» **What is expected**
Keyword search on "TracedError": report each line of the records that contains it.

» **Provided entries**
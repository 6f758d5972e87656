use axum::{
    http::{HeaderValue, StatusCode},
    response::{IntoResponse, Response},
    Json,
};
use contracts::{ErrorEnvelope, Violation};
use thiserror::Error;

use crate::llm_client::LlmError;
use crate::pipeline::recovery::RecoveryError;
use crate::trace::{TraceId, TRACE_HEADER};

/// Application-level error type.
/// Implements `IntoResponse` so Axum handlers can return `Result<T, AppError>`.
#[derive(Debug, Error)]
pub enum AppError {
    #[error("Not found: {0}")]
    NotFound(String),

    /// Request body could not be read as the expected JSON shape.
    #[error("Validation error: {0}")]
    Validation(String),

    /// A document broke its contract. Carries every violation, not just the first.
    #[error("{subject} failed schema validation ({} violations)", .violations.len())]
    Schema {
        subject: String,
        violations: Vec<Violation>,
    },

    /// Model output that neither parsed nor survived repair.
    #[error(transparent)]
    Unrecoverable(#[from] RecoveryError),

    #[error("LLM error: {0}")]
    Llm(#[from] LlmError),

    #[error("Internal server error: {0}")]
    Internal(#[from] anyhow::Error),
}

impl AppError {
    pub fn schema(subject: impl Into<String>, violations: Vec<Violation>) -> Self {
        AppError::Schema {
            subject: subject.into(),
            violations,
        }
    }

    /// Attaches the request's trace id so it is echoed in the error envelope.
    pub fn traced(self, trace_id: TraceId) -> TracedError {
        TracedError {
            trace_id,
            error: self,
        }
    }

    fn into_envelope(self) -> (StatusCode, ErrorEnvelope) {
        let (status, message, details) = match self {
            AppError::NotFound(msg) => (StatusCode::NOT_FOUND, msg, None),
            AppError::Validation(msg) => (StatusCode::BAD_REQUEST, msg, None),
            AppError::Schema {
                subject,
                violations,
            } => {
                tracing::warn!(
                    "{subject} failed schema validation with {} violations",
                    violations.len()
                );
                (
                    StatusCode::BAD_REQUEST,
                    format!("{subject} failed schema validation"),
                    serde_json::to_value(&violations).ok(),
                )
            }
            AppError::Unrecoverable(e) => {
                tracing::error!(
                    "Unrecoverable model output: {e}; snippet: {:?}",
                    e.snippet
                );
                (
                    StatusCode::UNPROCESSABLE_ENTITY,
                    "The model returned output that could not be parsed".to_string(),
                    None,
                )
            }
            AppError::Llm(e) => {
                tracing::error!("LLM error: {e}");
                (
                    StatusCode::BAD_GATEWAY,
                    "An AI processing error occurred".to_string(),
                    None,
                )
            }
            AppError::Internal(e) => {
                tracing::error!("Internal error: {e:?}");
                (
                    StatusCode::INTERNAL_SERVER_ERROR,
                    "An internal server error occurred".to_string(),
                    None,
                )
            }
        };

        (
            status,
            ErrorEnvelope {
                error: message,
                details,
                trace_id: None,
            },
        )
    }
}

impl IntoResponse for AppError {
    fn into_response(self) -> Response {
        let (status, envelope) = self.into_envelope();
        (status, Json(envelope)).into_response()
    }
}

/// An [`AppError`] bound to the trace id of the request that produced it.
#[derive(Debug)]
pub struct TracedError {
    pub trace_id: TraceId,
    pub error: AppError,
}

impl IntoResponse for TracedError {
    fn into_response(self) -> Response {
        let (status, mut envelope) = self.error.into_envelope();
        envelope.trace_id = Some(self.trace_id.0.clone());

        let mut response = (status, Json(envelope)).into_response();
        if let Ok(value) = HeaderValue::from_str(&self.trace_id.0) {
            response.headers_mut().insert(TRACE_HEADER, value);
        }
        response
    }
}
* * *
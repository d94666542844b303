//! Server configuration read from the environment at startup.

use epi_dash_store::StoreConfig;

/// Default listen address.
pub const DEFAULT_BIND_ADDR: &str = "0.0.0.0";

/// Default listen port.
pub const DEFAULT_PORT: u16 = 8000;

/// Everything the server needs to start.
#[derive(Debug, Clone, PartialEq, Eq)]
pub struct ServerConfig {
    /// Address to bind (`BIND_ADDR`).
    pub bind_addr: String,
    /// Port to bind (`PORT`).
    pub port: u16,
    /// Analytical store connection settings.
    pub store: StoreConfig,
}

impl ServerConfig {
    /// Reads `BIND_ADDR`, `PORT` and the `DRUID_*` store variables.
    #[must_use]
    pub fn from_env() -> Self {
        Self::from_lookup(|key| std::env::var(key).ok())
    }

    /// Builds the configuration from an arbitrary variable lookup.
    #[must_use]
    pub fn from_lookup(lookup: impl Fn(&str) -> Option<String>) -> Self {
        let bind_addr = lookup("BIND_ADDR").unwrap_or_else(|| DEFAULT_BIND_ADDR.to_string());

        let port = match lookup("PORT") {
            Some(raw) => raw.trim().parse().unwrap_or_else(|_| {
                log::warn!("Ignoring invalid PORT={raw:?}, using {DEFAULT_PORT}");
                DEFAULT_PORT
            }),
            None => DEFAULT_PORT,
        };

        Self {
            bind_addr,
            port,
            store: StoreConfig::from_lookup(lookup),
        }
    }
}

» **Result of the task**
    pub fn traced(self, trace_id: TraceId) -> TracedError {
        TracedError {
pub struct TracedError {
impl IntoResponse for TracedError {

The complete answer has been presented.